Due to the significant impact of COVID‑19, CMS proposed to modify scoring and payment methodologies to ensure that no facility will receive a payment reduction in 2022.  Additionally, the rule would extend the remaining deadlines for ESRD providers and facilities to submit September through December 2020 ESRD quality incentive program data until September 1, 2021.  Comments are due by August 31, 2021.

86 FR 39104: Under the 2022 Physician Fee Schedule proposed rule, the conversion factor for 2022 is $33.58, decreased from $34.89 in 2021.  CMS also suggested defining a “physician‑owned distributor” as a medical device manufacturer or applicable group purchasing organization, where physicians or a physician’s immediate family members have at least 5 percent ownership or receive compensation in the form of a commission, return on investment, profit‑sharing, profit distribution, or other remuneration directly or indirectly based on sale or distribution of devices.  The new definition would only be for open payments reporting, and it would not apply to the Anti‑Kickback Statute or its safe harbors.  Comments are due by September 13, 2021.

CMS Finalizes 5 Payment Rules

CMS has released final payment rules for inpatient facilities, skilled nursing facilities, hospices, inpatient psychiatric facilities, and inpatient rehabilitation facilities.  The final rules are effective October 1, 2021.

Inpatient Facilities

86 FR 44774: Under the Inpatient Prospective Payment System (“IPPS”) final rule, CMS estimates that, overall, hospitals that report quality data and are meaningful users of electronic health records (“EHRs”) will see a 2.5 percent increase in Medicare rates for 2022.  CMS expects that hospital payments will increase by an aggregate $2.3 billion.  An add‑on payment for COVID‑19 treatment through the end of the fiscal year in which the public health emergency ends also was finalized under the rule.
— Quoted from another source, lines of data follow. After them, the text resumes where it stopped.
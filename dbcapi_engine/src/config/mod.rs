use crate::error::{DbError, Result};
use crate::protocol::bind::BindLayout;
use crate::versioning::ApiVersion;
use serde::{Deserialize, Serialize};
use std::path::PathBuf;

pub const LIBRARY_PATH_ENV: &str = "SQLANY_API_DLL";
pub const APP_NAME_ENV: &str = "DBCAPI_APP_NAME";
pub const API_VERSION_ENV: &str = "DBCAPI_API_VERSION";
pub const WORKER_THREADS_ENV: &str = "DBCAPI_WORKER_THREADS";
pub const LOG_ENV: &str = "DBCAPI_LOG";
/// JSON file read before the individual variables, which override it.
pub const CONFIG_FILE_ENV: &str = "DBCAPI_ENGINE_CONFIG";

const DEFAULT_APP_NAME: &str = "dbcapi_engine";
const DEFAULT_WORKER_THREADS: usize = 4;

/// Process-wide engine settings, fixed when the driver context is created.
#[derive(Debug, Clone, PartialEq, Serialize, Deserialize)]
#[serde(default)]
pub struct EngineConfig {
    /// Application name reported to the client library at init.
    pub app_name: String,
    /// Protocol version requested at init.
    pub api_version: ApiVersion,
    /// Explicit client library to load before the environment and defaults.
    pub library_path: Option<PathBuf>,
    /// Background pool size for callback-style calls.
    pub worker_threads: usize,
    pub logging_enabled: bool,
    pub bind_layout: BindLayout,
}

impl Default for EngineConfig {
    fn default() -> Self {
        Self {
            app_name: DEFAULT_APP_NAME.to_string(),
            api_version: ApiVersion::V4,
            library_path: None,
            worker_threads: DEFAULT_WORKER_THREADS,
            logging_enabled: true,
            bind_layout: BindLayout::ColumnWise,
        }
    }
}

fn parse_bool_flag(value: &str) -> Option<bool> {
    match value.trim().to_ascii_lowercase().as_str() {
        "1" | "true" | "yes" | "on" => Some(true),
        "0" | "false" | "no" | "off" => Some(false),
        _ => None,
    }
}

fn env_value(name: &str) -> Option<String> {
    std::env::var(name).ok().filter(|s| !s.trim().is_empty())
}

impl EngineConfig {
    /// Defaults, then the JSON file named by `DBCAPI_ENGINE_CONFIG`, then
    /// individual environment variables. Unparseable values are logged and
    /// ignored.
    pub fn from_env() -> Self {
        #[cfg(feature = "test-helpers")]
        crate::test_helpers::load_dotenv();

        let mut config = match env_value(CONFIG_FILE_ENV) {
            Some(path) => Self::from_file(&path).unwrap_or_else(|_| {
                log::warn!("ignoring {}={:?}: unreadable or invalid", CONFIG_FILE_ENV, path);
                Self::default()
            }),
            None => Self::default(),
        };

        if let Some(path) = env_value(LIBRARY_PATH_ENV) {
            config.library_path = Some(PathBuf::from(path));
        }
        if let Some(name) = env_value(APP_NAME_ENV) {
            config.app_name = name;
        }
        if let Some(raw) = env_value(API_VERSION_ENV) {
            match raw.trim().parse::<u32>() {
                Ok(v) if (1..=5).contains(&v) => config.api_version = ApiVersion(v),
                _ => log::warn!("ignoring {}={:?}: expected 1..=5", API_VERSION_ENV, raw),
            }
        }
        if let Some(raw) = env_value(WORKER_THREADS_ENV) {
            match raw.trim().parse::<usize>() {
                Ok(n) if n > 0 => config.worker_threads = n,
                _ => log::warn!("ignoring {}={:?}: expected a positive integer", WORKER_THREADS_ENV, raw),
            }
        }
        if let Some(raw) = env_value(LOG_ENV) {
            match parse_bool_flag(&raw) {
                Some(flag) => config.logging_enabled = flag,
                None => log::warn!("ignoring {}={:?}: expected a boolean", LOG_ENV, raw),
            }
        }

        config
    }

    fn from_file(path: &str) -> Result<Self> {
        let json = std::fs::read_to_string(path).map_err(|e| {
            log::warn!("cannot read engine config {}: {}", path, e);
            DbError::InvalidArguments
        })?;
        Self::from_json(&json)
    }

    /// Parses a JSON document; missing keys keep their defaults.
    pub fn from_json(json: &str) -> Result<Self> {
        let config: Self = serde_json::from_str(json).map_err(|e| {
            log::warn!("invalid engine config: {}", e);
            DbError::InvalidArguments
        })?;
        config.validate()?;
        Ok(config)
    }

    pub fn validate(&self) -> Result<()> {
        if self.worker_threads == 0 || !(1..=5).contains(&self.api_version.0) {
            return Err(DbError::InvalidArguments);
        }
        Ok(())
    }
}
Additionally, CMS has added five new measures to the Inpatient Quality Reporting Program, including COVID‑19 vaccination rates among healthcare personnel and a maternal morbidity structural measure.  CMS also finalized changes to the interoperability program to reduce the burden on eligible hospitals and critical access hospitals, including an increase to the minimum required score for the objectives and measures from 50 to 60 points (out of 100 points) to be considered a meaningful EHR user.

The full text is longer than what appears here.